2010年4月29日木曜日
書籍 : 瀧口修造-物質のまなざし
『物質のまなざし』
詩・アントニ・タピエス 画・瀧口修造
1975年 ポリグラファ社(バルセロナ)
44×31・
98ページ(箱入り)
Material Glance
1966年 20ページ Galerie de France: Paris 22x25cm
この本に使用されているカタロニア産手漉包装紙は、瀧口修造の示唆によりアントニ・タピエスがスペインで探したもの。物質感の強いこの手漉包装紙に、タピエスのリトグラフ、しの竹を削って作った筆で書かれた瀧口の自筆テクストが刷り込まれている。瀧口が自筆のテクストを刷り込むということはあまり例がないが、手書きの感覚を残すことで“書くこと”と“描くこと”の境界を曖昧にしようとしたのだろうか。タピエスのオリジナル版画は別刷りとして、さらに大きな寸法のアルシュ紙、リーヴ紙、グアロ紙にも刷られた。発行当時、瀧口72歳、タピエス52歳。
1958年、瀧口はヴェニス・ヴィエンナーレの日本代表及び審査員として渡欧し、欧州各国を巡った際、スペインでタピエス宅に滞在した。後に瀧口は、タピエスを「意外なミロの後継者を見いだした」(『みずゑ』1961年9月)と評する。

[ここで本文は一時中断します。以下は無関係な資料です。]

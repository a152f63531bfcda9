//! Hop enrichment.
//!
//! Attaches geolocation to a raw hop observation. Enrichment never fails: a
//! failed, panicking, or stalled lookup yields a hop without geolocation, and
//! the failure is published to a single-slot condition channel that always
//! holds only the latest failure.

use futures::FutureExt;
use std::net::IpAddr;
use std::panic::AssertUnwindSafe;
use std::sync::Arc;
use std::time::Duration;
use tokio::sync::watch;

use crate::error_handling::{EnrichmentOutcome, EnrichmentStats};
use crate::geo::{ApiCondition, GeoFailure, GeoLookup};
use crate::session::{EnrichedHop, HopObservation};

/// Wraps each hop observation with a geolocation lookup.
///
/// Cheap to clone; clones share the lookup, the condition slot and the
/// statistics.
#[derive(Clone)]
pub struct HopEnricher {
    lookup: Arc<dyn GeoLookup>,
    timeout: Duration,
    condition: Arc<watch::Sender<Option<ApiCondition>>>,
    stats: Arc<EnrichmentStats>,
}

impl HopEnricher {
    /// Creates an enricher that gives every lookup at most `timeout`.
    pub fn new(lookup: Arc<dyn GeoLookup>, timeout: Duration) -> Self {
        let (condition, _) = watch::channel(None);
        Self {
            lookup,
            timeout,
            condition: Arc::new(condition),
            stats: Arc::new(EnrichmentStats::new()),
        }
    }

    /// Looks up the hop's own IP and returns the enriched hop.
    ///
    /// Returns within `timeout` plus scheduling delay, whatever the lookup does.
    pub async fn enrich(&self, observation: HopObservation) -> EnrichedHop {
        let ip = observation.ip_addr;
        let attempt = AssertUnwindSafe(self.lookup.lookup(ip)).catch_unwind();

        let (geo, outcome) = match tokio::time::timeout(self.timeout, attempt).await {
            Ok(Ok(Ok(record))) => (Some(record), EnrichmentOutcome::Success),
            Ok(Ok(Err(failure))) => {
                self.report(failure, ip);
                (None, outcome_for(failure))
            }
            Ok(Err(_)) => {
                log::error!("Geo lookup for {} panicked", ip);
                self.report(GeoFailure::Unreachable, ip);
                (None, EnrichmentOutcome::Unreachable)
            }
            Err(_) => {
                log::warn!(
                    "Geo lookup for {} exceeded {}ms",
                    ip,
                    self.timeout.as_millis()
                );
                self.report(GeoFailure::Unreachable, ip);
                (None, EnrichmentOutcome::TimedOut)
            }
        };

        self.stats.record(outcome);
        EnrichedHop::new(observation, geo)
    }

    fn report(&self, failure: GeoFailure, ip: IpAddr) {
        let condition = ApiCondition::new(failure, ip);
        log::warn!("{} ({} for {})", condition.message(), failure, ip);
        self.condition.send_replace(Some(condition));
    }

    /// The most recent enrichment failure, if any.
    pub fn last_condition(&self) -> Option<ApiCondition> {
        self.condition.borrow().clone()
    }

    /// Subscribes to changes of the last enrichment failure.
    pub fn conditions(&self) -> watch::Receiver<Option<ApiCondition>> {
        self.condition.subscribe()
    }

    pub fn stats(&self) -> &EnrichmentStats {
        &self.stats
    }
}

fn outcome_for(failure: GeoFailure) -> EnrichmentOutcome {
    match failure {
        GeoFailure::RateLimited => EnrichmentOutcome::RateLimited,
        GeoFailure::UpstreamError(_) => EnrichmentOutcome::UpstreamError,
        GeoFailure::Unreachable => EnrichmentOutcome::Unreachable,
    }
}
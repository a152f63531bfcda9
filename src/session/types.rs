//! Session and hop data structures.

use chrono::{DateTime, Utc};
use serde::{Deserialize, Deserializer, Serialize};
use std::fmt;
use std::net::IpAddr;
use std::sync::Arc;
use std::time::Duration;
use uuid::Uuid;

use crate::config::{
    DEFAULT_MAX_HOPS, DEFAULT_RECEIVE_TIMEOUT, DEFAULT_SEND_RATE, DEFAULT_TRACE_TIMEOUT,
    MAX_HOPS_LIMIT,
};
use crate::error_handling::SessionConfigError;
use crate::geo::GeoRecord;

/// Opaque, collision-free session identifier (UUID v4).
#[derive(Debug, Clone, Copy, PartialEq, Eq, Hash, PartialOrd, Ord, Serialize, Deserialize)]
#[serde(transparent)]
pub struct SessionId(Uuid);

impl SessionId {
    /// Generates a fresh random id.
    pub fn new() -> Self {
        Self(Uuid::new_v4())
    }
}

impl Default for SessionId {
    fn default() -> Self {
        Self::new()
    }
}

impl fmt::Display for SessionId {
    fn fmt(&self, f: &mut fmt::Formatter<'_>) -> fmt::Result {
        self.0.fmt(f)
    }
}

/// Trace parameters of a session.
///
/// Fixed at creation and carried unchanged for the session's lifetime.
#[derive(Debug, Clone, Copy, PartialEq, Eq, Serialize, Deserialize)]
pub struct TraceSettings {
    /// Maximum hop count (1..=255)
    pub max_hops: u32,
    #[serde(with = "duration_ms")]
    pub send_rate: Duration,
    #[serde(with = "duration_ms")]
    pub receive_timeout: Duration,
    #[serde(with = "duration_ms")]
    pub trace_timeout: Duration,
}

impl Default for TraceSettings {
    fn default() -> Self {
        Self {
            max_hops: DEFAULT_MAX_HOPS,
            send_rate: DEFAULT_SEND_RATE,
            receive_timeout: DEFAULT_RECEIVE_TIMEOUT,
            trace_timeout: DEFAULT_TRACE_TIMEOUT,
        }
    }
}

impl TraceSettings {
    /// Rejects settings that would corrupt trace semantics downstream.
    pub fn validate(&self) -> Result<(), SessionConfigError> {
        if self.max_hops == 0 {
            return Err(SessionConfigError::ZeroMaxHops);
        }
        if self.max_hops > MAX_HOPS_LIMIT {
            return Err(SessionConfigError::MaxHopsTooLarge {
                value: self.max_hops,
                limit: MAX_HOPS_LIMIT,
            });
        }
        if self.send_rate.is_zero() {
            return Err(SessionConfigError::ZeroDuration("send_rate"));
        }
        if self.receive_timeout.is_zero() {
            return Err(SessionConfigError::ZeroDuration("receive_timeout"));
        }
        if self.trace_timeout.is_zero() {
            return Err(SessionConfigError::ZeroDuration("trace_timeout"));
        }
        Ok(())
    }
}

/// Everything needed to start a session.
///
/// `dest_ip` is kept as text; the tracer has already validated it.
#[derive(Debug, Clone, PartialEq, Eq)]
pub struct SessionConfig {
    pub name: String,
    pub dest_ip: String,
    pub settings: TraceSettings,
}

impl SessionConfig {
    /// A session toward `dest_ip` with the default trace settings.
    pub fn new(name: impl Into<String>, dest_ip: impl Into<String>) -> Self {
        Self {
            name: name.into(),
            dest_ip: dest_ip.into(),
            settings: TraceSettings::default(),
        }
    }

    pub fn with_settings(mut self, settings: TraceSettings) -> Self {
        self.settings = settings;
        self
    }
}

/// One raw hop event as the tracer emits it.
#[derive(Debug, Clone, PartialEq, Eq, Serialize, Deserialize)]
pub struct HopObservation {
    /// Producer-assigned sequence number
    pub seq: u32,
    #[serde(deserialize_with = "text_or_number")]
    pub host_name: String,
    pub ip_addr: IpAddr,
    /// Hop distance, when the tracer could resolve it
    pub hop: Option<u8>,
    pub ttl: u8,
    pub node_type: String,
    /// Round-trip time, pre-formatted by the producer and never reparsed
    #[serde(deserialize_with = "text_or_number")]
    pub rtt: String,
}

/// A hop observation with its geolocation, if the lookup succeeded.
#[derive(Debug, Clone, PartialEq, Serialize)]
pub struct EnrichedHop {
    #[serde(flatten)]
    pub observation: HopObservation,
    pub geo: Option<GeoRecord>,
}

impl EnrichedHop {
    pub fn new(observation: HopObservation, geo: Option<GeoRecord>) -> Self {
        Self { observation, geo }
    }

    pub fn has_geo(&self) -> bool {
        self.geo.is_some()
    }
}

/// One trace attempt toward a destination.
///
/// Values handed out by the store are copies; hops are shared read-only.
#[derive(Debug, Clone, Serialize)]
pub struct Session {
    pub id: SessionId,
    pub name: String,
    pub dest_ip: String,
    pub settings: TraceSettings,
    /// Hops in the order `append` was called
    pub hops: Vec<Arc<EnrichedHop>>,
    pub finished: bool,
    pub created_at: DateTime<Utc>,
    pub finished_at: Option<DateTime<Utc>>,
}

impl Session {
    pub(crate) fn new(id: SessionId, config: SessionConfig) -> Self {
        Self {
            id,
            name: config.name,
            dest_ip: config.dest_ip,
            settings: config.settings,
            hops: Vec::new(),
            finished: false,
            created_at: Utc::now(),
            finished_at: None,
        }
    }

    /// Marks the session finished. Returns `false` if it already was.
    pub(crate) fn mark_finished(&mut self) -> bool {
        if self.finished {
            return false;
        }
        self.finished = true;
        self.finished_at = Some(Utc::now());
        true
    }

    pub fn hop_count(&self) -> usize {
        self.hops.len()
    }

    /// Hops that carry a geolocation record.
    pub fn located_hops(&self) -> impl Iterator<Item = &EnrichedHop> {
        self.hops.iter().map(Arc::as_ref).filter(|hop| hop.has_geo())
    }
}

/// Accepts a JSON string as-is or a JSON number as its decimal text.
///
/// Tracer builds differ on whether they format `rtt` (and, in older builds,
/// `host_name`) before emitting the event.
fn text_or_number<'de, D>(deserializer: D) -> Result<String, D::Error>
where
    D: Deserializer<'de>,
{
    #[derive(Deserialize)]
    #[serde(untagged)]
    enum Raw {
        Text(String),
        Number(serde_json::Number),
    }

    Ok(match Raw::deserialize(deserializer)? {
        Raw::Text(text) => text,
        Raw::Number(number) => number.to_string(),
    })
}

mod duration_ms {
    use serde::{Deserialize, Deserializer, Serializer};
    use std::time::Duration;

    pub fn serialize<S: Serializer>(value: &Duration, serializer: S) -> Result<S::Ok, S::Error> {
        serializer.serialize_u64(value.as_millis() as u64)
    }

    pub fn deserialize<'de, D: Deserializer<'de>>(deserializer: D) -> Result<Duration, D::Error> {
        Ok(Duration::from_millis(u64::deserialize(deserializer)?))
    }
}

#[cfg(test)]
mod tests {
    use super::*;

    #[test]
    fn test_session_ids_are_unique() {
        let ids: std::collections::HashSet<SessionId> = (0..1000).map(|_| SessionId::new()).collect();
        assert_eq!(ids.len(), 1000);
    }

    #[test]
    fn test_default_settings_are_valid() {
        assert!(TraceSettings::default().validate().is_ok());
    }

    #[test]
    fn test_settings_validation() {
        let settings = TraceSettings {
            max_hops: 0,
            ..Default::default()
        };
        assert_eq!(settings.validate(), Err(SessionConfigError::ZeroMaxHops));

        let settings = TraceSettings {
            max_hops: 256,
            ..Default::default()
        };
        assert_eq!(
            settings.validate(),
            Err(SessionConfigError::MaxHopsTooLarge {
                value: 256,
                limit: 255
            })
        );

        let settings = TraceSettings {
            max_hops: 255,
            ..Default::default()
        };
        assert!(settings.validate().is_ok());

        let settings = TraceSettings {
            receive_timeout: Duration::ZERO,
            ..Default::default()
        };
        assert_eq!(
            settings.validate(),
            Err(SessionConfigError::ZeroDuration("receive_timeout"))
        );
    }

    #[test]
    fn test_observation_from_formatted_event() {
        let line = r#"{"seq":1,"host_name":"router.local","ip_addr":"10.0.0.1","hop":1,"ttl":64,"node_type":"Hop","rtt":"1.2 ms"}"#;
        let obs: HopObservation = serde_json::from_str(line).unwrap();
        assert_eq!(obs.seq, 1);
        assert_eq!(obs.ip_addr, "10.0.0.1".parse::<IpAddr>().unwrap());
        assert_eq!(obs.hop, Some(1));
        assert_eq!(obs.rtt, "1.2 ms");
    }

    #[test]
    fn test_observation_with_numeric_fields() {
        let line = r#"{"seq":3,"host_name":3,"ip_addr":"2001:db8::1","hop":null,"ttl":62,"node_type":"Destination","rtt":17}"#;
        let obs: HopObservation = serde_json::from_str(line).unwrap();
        assert_eq!(obs.host_name, "3");
        assert_eq!(obs.hop, None);
        assert_eq!(obs.rtt, "17");
    }

    #[test]
    fn test_mark_finished_is_monotonic() {
        let mut session = Session::new(SessionId::new(), SessionConfig::new("t", "8.8.8.8"));
        assert!(!session.finished);
        assert!(session.mark_finished());
        let finished_at = session.finished_at;
        assert!(finished_at.is_some());
        assert!(!session.mark_finished());
        assert!(session.finished);
        assert_eq!(session.finished_at, finished_at);
    }

    #[test]
    fn test_settings_serialize_as_millis() {
        let json = serde_json::to_value(TraceSettings::default()).unwrap();
        assert_eq!(json["max_hops"], 30);
        assert_eq!(json["send_rate"], 2000);
        assert_eq!(json["receive_timeout"], 15000);
        assert_eq!(json["trace_timeout"], 60000);
    }
}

この詩画集の発行元であるポリグラファ社は、瀧口とミロの最初の詩画集『手づくり諺』を手がけた出版社であり、社長のジュワン・ド・ムガは、カタロニヤ地方における前衛芸術家のパトロンとして代々有名な一族の代表者であった。
「夜あけが未知のもののようにやってくる。絶えずあたらしい運命の合図のように。裏切られても、性懲りもなく。
ひとつの点、そんな、形を超えたものが、この手で掴めると思われる、なんともすがすがしい瞬間がある。

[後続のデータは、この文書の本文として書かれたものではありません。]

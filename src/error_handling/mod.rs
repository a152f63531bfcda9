//! Error handling and enrichment statistics.
//!
//! This module provides:
//! - Error type definitions for configuration, session and ingest failures
//! - Enrichment outcome categorization and thread-safe counters
//!
//! Geolocation failures never surface as errors here; they end up as an
//! [`EnrichmentOutcome`] and as the store's last API condition.

mod stats;
mod types;

// Re-export public API
pub use stats::{log_enrichment_statistics, EnrichmentStats};
pub use types::{
    ConfigError, EnrichmentOutcome, IngestError, InitializationError, SessionConfigError,
    StoreError,
};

幻覚などと軽々しく言うなかれ。むしろ目くらむほど遠い記憶の回生、いまはほとんど磨り減ってしまった体験がふと蘇るのではないか。
たとえば、文字をかく、絵をかくという、いまはよそよそしく分離してしまい、しかつめらしいもの織りのとりこになっている人間の行為がある。

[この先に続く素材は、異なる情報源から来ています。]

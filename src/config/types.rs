//! Configuration types and CLI options.
//!
//! This module defines enums and structs used for command-line argument parsing
//! and engine configuration.

use std::path::PathBuf;
use std::time::Duration;

use clap::{Parser, ValueEnum};
use url::Url;

use crate::config::constants::{
    DEFAULT_COMMIT_TIMEOUT, DEFAULT_GEO_API_URL, DEFAULT_LOOKUP_TIMEOUT, DEFAULT_MAX_HOPS,
    DEFAULT_USER_AGENT,
};
use crate::error_handling::ConfigError;
use crate::session::{SessionConfig, TraceSettings};

/// Logging level for the application.
///
/// Controls the verbosity of log output, from most restrictive (Error) to most
/// verbose (Trace).
#[derive(Clone, Debug, ValueEnum)]
pub enum LogLevel {
    /// Only error messages
    Error,
    /// Error and warning messages
    Warn,
    /// Error, warning, and informational messages
    Info,
    /// All messages except trace
    Debug,
    /// All messages including trace
    Trace,
}

impl From<LogLevel> for log::LevelFilter {
    fn from(l: LogLevel) -> Self {
        match l {
            LogLevel::Error => log::LevelFilter::Error,
            LogLevel::Warn => log::LevelFilter::Warn,
            LogLevel::Info => log::LevelFilter::Info,
            LogLevel::Debug => log::LevelFilter::Debug,
            LogLevel::Trace => log::LevelFilter::Trace,
        }
    }
}

/// Log output format.
///
/// Controls how log messages are formatted:
/// - `Plain`: Human-readable format with colors (default)
/// - `Json`: Structured JSON format for machine parsing
#[derive(Clone, Debug, ValueEnum)]
pub enum LogFormat {
    /// Human-readable format with colors (default)
    Plain,
    /// Structured JSON format for machine parsing
    Json,
}

/// Engine configuration (no CLI dependencies).
///
/// Controls how hops are enriched and how long out-of-order hops may stay
/// buffered. Session-specific trace settings are passed per session to
/// [`SessionStore::create`](crate::SessionStore::create) instead.
///
/// # Examples
///
/// ```no_run
/// use trace_sessions::Config;
/// use std::time::Duration;
///
/// let config = Config {
///     lookup_timeout: Duration::from_secs(2),
///     commit_timeout: Duration::from_secs(4),
///     ..Default::default()
/// };
/// assert!(config.validate().is_ok());
/// ```
#[derive(Debug, Clone)]
pub struct Config {
    /// Geolocation endpoint (queried with `?q={ip}&output=json`)
    pub geo_api_url: String,

    /// Upper bound for a single geolocation lookup
    pub lookup_timeout: Duration,

    /// Maximum time a hop waits in the reorder buffer for earlier tickets
    pub commit_timeout: Duration,

    /// HTTP User-Agent header value
    pub user_agent: String,

    /// Log level
    pub log_level: LogLevel,

    /// Log format
    pub log_format: LogFormat,
}

impl Default for Config {
    fn default() -> Self {
        Self {
            geo_api_url: DEFAULT_GEO_API_URL.to_string(),
            lookup_timeout: DEFAULT_LOOKUP_TIMEOUT,
            commit_timeout: DEFAULT_COMMIT_TIMEOUT,
            user_agent: DEFAULT_USER_AGENT.to_string(),
            log_level: LogLevel::Info,
            log_format: LogFormat::Plain,
        }
    }
}

impl Config {
    /// Checks the configuration before any resource is built from it.
    ///
    /// # Errors
    ///
    /// Returns a [`ConfigError`] when the geolocation URL is not an absolute
    /// http(s) URL, when either timeout is zero, or when `commit_timeout` is
    /// not longer than `lookup_timeout`.
    pub fn validate(&self) -> Result<(), ConfigError> {
        let url = Url::parse(&self.geo_api_url)
            .map_err(|e| ConfigError::InvalidGeoApiUrl(self.geo_api_url.clone(), e.to_string()))?;
        if !matches!(url.scheme(), "http" | "https") {
            return Err(ConfigError::InvalidGeoApiUrl(
                self.geo_api_url.clone(),
                format!("unsupported scheme '{}'", url.scheme()),
            ));
        }
        if self.lookup_timeout.is_zero() {
            return Err(ConfigError::ZeroTimeout("lookup_timeout"));
        }
        if self.commit_timeout.is_zero() {
            return Err(ConfigError::ZeroTimeout("commit_timeout"));
        }
        // Every earlier hop finishes enrichment within lookup_timeout, so a
        // longer commit wait never skips a ticket that is still in time.
        if self.commit_timeout <= self.lookup_timeout {
            return Err(ConfigError::CommitTimeoutTooShort {
                commit_ms: self.commit_timeout.as_millis(),
                lookup_ms: self.lookup_timeout.as_millis(),
            });
        }
        Ok(())
    }
}

/// Command-line options.
///
/// # Examples
///
/// ```bash
/// # Replay a recorded trace
/// trace_sessions hops.jsonl --dest-ip 8.8.8.8
///
/// # Read hop events from a running tracer
/// tracer 1.1.1.1 | trace_sessions - --dest-ip 1.1.1.1 --name cloudflare
/// ```
#[derive(Debug, Parser)]
#[command(
    name = "trace_sessions",
    about = "Builds a traceroute session from hop events and enriches every hop with geolocation."
)]
pub struct Opt {
    /// Hop event file (newline-delimited JSON), or '-' for stdin
    #[arg(value_parser)]
    pub file: PathBuf,

    /// Destination IP the trace was run toward
    #[arg(long)]
    pub dest_ip: String,

    /// Display name of the session (defaults to the destination)
    #[arg(long)]
    pub name: Option<String>,

    /// Maximum hop count
    #[arg(long, default_value_t = DEFAULT_MAX_HOPS)]
    pub max_hops: u32,

    /// Delay between sent packets in milliseconds
    #[arg(long, default_value_t = 2_000)]
    pub send_rate_ms: u64,

    /// Per-packet receive timeout in milliseconds
    #[arg(long, default_value_t = 15_000)]
    pub receive_timeout_ms: u64,

    /// Overall trace timeout in milliseconds
    #[arg(long, default_value_t = 60_000)]
    pub trace_timeout_ms: u64,

    /// Geolocation endpoint
    #[arg(long, default_value = DEFAULT_GEO_API_URL)]
    pub geo_api_url: String,

    /// Per-lookup timeout in seconds
    #[arg(long, default_value_t = DEFAULT_LOOKUP_TIMEOUT.as_secs())]
    pub lookup_timeout_seconds: u64,

    /// Reorder buffer timeout in seconds
    #[arg(long, default_value_t = DEFAULT_COMMIT_TIMEOUT.as_secs())]
    pub commit_timeout_seconds: u64,

    /// Log level: error|warn|info|debug|trace
    #[arg(long, value_enum, default_value_t = LogLevel::Info)]
    pub log_level: LogLevel,

    /// Log format: plain|json
    #[arg(long, value_enum, default_value_t = LogFormat::Plain)]
    pub log_format: LogFormat,
}

impl Opt {
    /// Splits the options into engine configuration and the session to create.
    pub fn into_parts(self) -> (Config, SessionConfig, PathBuf) {
        let config = Config {
            geo_api_url: self.geo_api_url,
            lookup_timeout: Duration::from_secs(self.lookup_timeout_seconds),
            commit_timeout: Duration::from_secs(self.commit_timeout_seconds),
            user_agent: DEFAULT_USER_AGENT.to_string(),
            log_level: self.log_level,
            log_format: self.log_format,
        };
        let session = SessionConfig {
            name: self.name.unwrap_or_else(|| self.dest_ip.clone()),
            dest_ip: self.dest_ip,
            settings: TraceSettings {
                max_hops: self.max_hops,
                send_rate: Duration::from_millis(self.send_rate_ms),
                receive_timeout: Duration::from_millis(self.receive_timeout_ms),
                trace_timeout: Duration::from_millis(self.trace_timeout_ms),
            },
        };
        (config, session, self.file)
    }
}

#[cfg(test)]
mod tests {
    use super::*;

    #[test]
    fn test_log_level_conversion() {
        assert_eq!(
            log::LevelFilter::from(LogLevel::Error),
            log::LevelFilter::Error
        );
        assert_eq!(
            log::LevelFilter::from(LogLevel::Warn),
            log::LevelFilter::Warn
        );
        assert_eq!(
            log::LevelFilter::from(LogLevel::Info),
            log::LevelFilter::Info
        );
        assert_eq!(
            log::LevelFilter::from(LogLevel::Debug),
            log::LevelFilter::Debug
        );
        assert_eq!(
            log::LevelFilter::from(LogLevel::Trace),
            log::LevelFilter::Trace
        );
    }

    #[test]
    fn test_default_config_is_valid() {
        let config = Config::default();
        assert!(config.validate().is_ok());
        assert!(config.commit_timeout > config.lookup_timeout);
    }

    #[test]
    fn test_validate_rejects_zero_timeouts() {
        let config = Config {
            lookup_timeout: Duration::ZERO,
            ..Default::default()
        };
        assert!(matches!(
            config.validate(),
            Err(ConfigError::ZeroTimeout("lookup_timeout"))
        ));

        let config = Config {
            commit_timeout: Duration::ZERO,
            ..Default::default()
        };
        assert!(matches!(
            config.validate(),
            Err(ConfigError::ZeroTimeout("commit_timeout"))
        ));
    }

    #[test]
    fn test_validate_requires_commit_longer_than_lookup() {
        for commit in [Duration::from_secs(2), Duration::from_secs(1)] {
            let config = Config {
                lookup_timeout: Duration::from_secs(2),
                commit_timeout: commit,
                ..Default::default()
            };
            assert!(
                matches!(
                    config.validate(),
                    Err(ConfigError::CommitTimeoutTooShort { lookup_ms: 2000, .. })
                ),
                "commit_timeout {:?} should be rejected",
                commit
            );
        }

        let config = Config {
            lookup_timeout: Duration::from_secs(2),
            commit_timeout: Duration::from_millis(2001),
            ..Default::default()
        };
        assert!(config.validate().is_ok());
    }

    #[test]
    fn test_validate_rejects_bad_url() {
        for url in ["not a url", "ftp://example.com/geoip", ""] {
            let config = Config {
                geo_api_url: url.to_string(),
                ..Default::default()
            };
            assert!(
                matches!(config.validate(), Err(ConfigError::InvalidGeoApiUrl(..))),
                "URL {:?} should be rejected",
                url
            );
        }
    }

    #[test]
    fn test_opt_into_parts() {
        let opt = Opt::parse_from([
            "trace_sessions",
            "hops.jsonl",
            "--dest-ip",
            "8.8.8.8",
            "--max-hops",
            "20",
            "--send-rate-ms",
            "500",
        ]);
        let (config, session, file) = opt.into_parts();

        assert_eq!(file, PathBuf::from("hops.jsonl"));
        assert_eq!(config.geo_api_url, DEFAULT_GEO_API_URL);
        assert_eq!(session.name, "8.8.8.8");
        assert_eq!(session.dest_ip, "8.8.8.8");
        assert_eq!(session.settings.max_hops, 20);
        assert_eq!(session.settings.send_rate, Duration::from_millis(500));
        assert_eq!(session.settings.receive_timeout, Duration::from_secs(15));
        assert_eq!(session.settings.trace_timeout, Duration::from_secs(60));
    }

    #[test]
    fn test_opt_explicit_name() {
        let opt = Opt::parse_from([
            "trace_sessions",
            "-",
            "--dest-ip",
            "1.1.1.1",
            "--name",
            "cloudflare",
        ]);
        let (_, session, file) = opt.into_parts();
        assert_eq!(file, PathBuf::from("-"));
        assert_eq!(session.name, "cloudflare");
    }
}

この地上の国境のように、そらぞらしいものになってしまったもの。距離の感覚も、人を惑わす。
沈黙すら量ることを知らぬ火星よ、きみもこの尺度のとりこにならぬよういのる。
地上では、埃やぼろ切れさえ、いまは生まれつきの純潔さを失う。
アントニ タピエスよ、けさ、どこからともなく、ふと浮かんだこんな断層も、きみの仕事と一緒に、カタルーニャの土地から訪れてきたのだと思いたい。ありうることだ。
きみは自分の手型、足型を、星の指紋、風邪の眼、壁の声に同化させるだろう。とても独特だ。
その仕事、それは古来、宇宙のあらゆる元素と親しんで、話し合ってきた人たちと同じ道すがら生まれたもの。
この土地、この住まい、この扉、この椅子、すべては元素をわかち合う。そして星がいま、あそこにまばたき、現存していると見えるように、きみの扉や壁、そして土埃がよく見える。とても独特だ。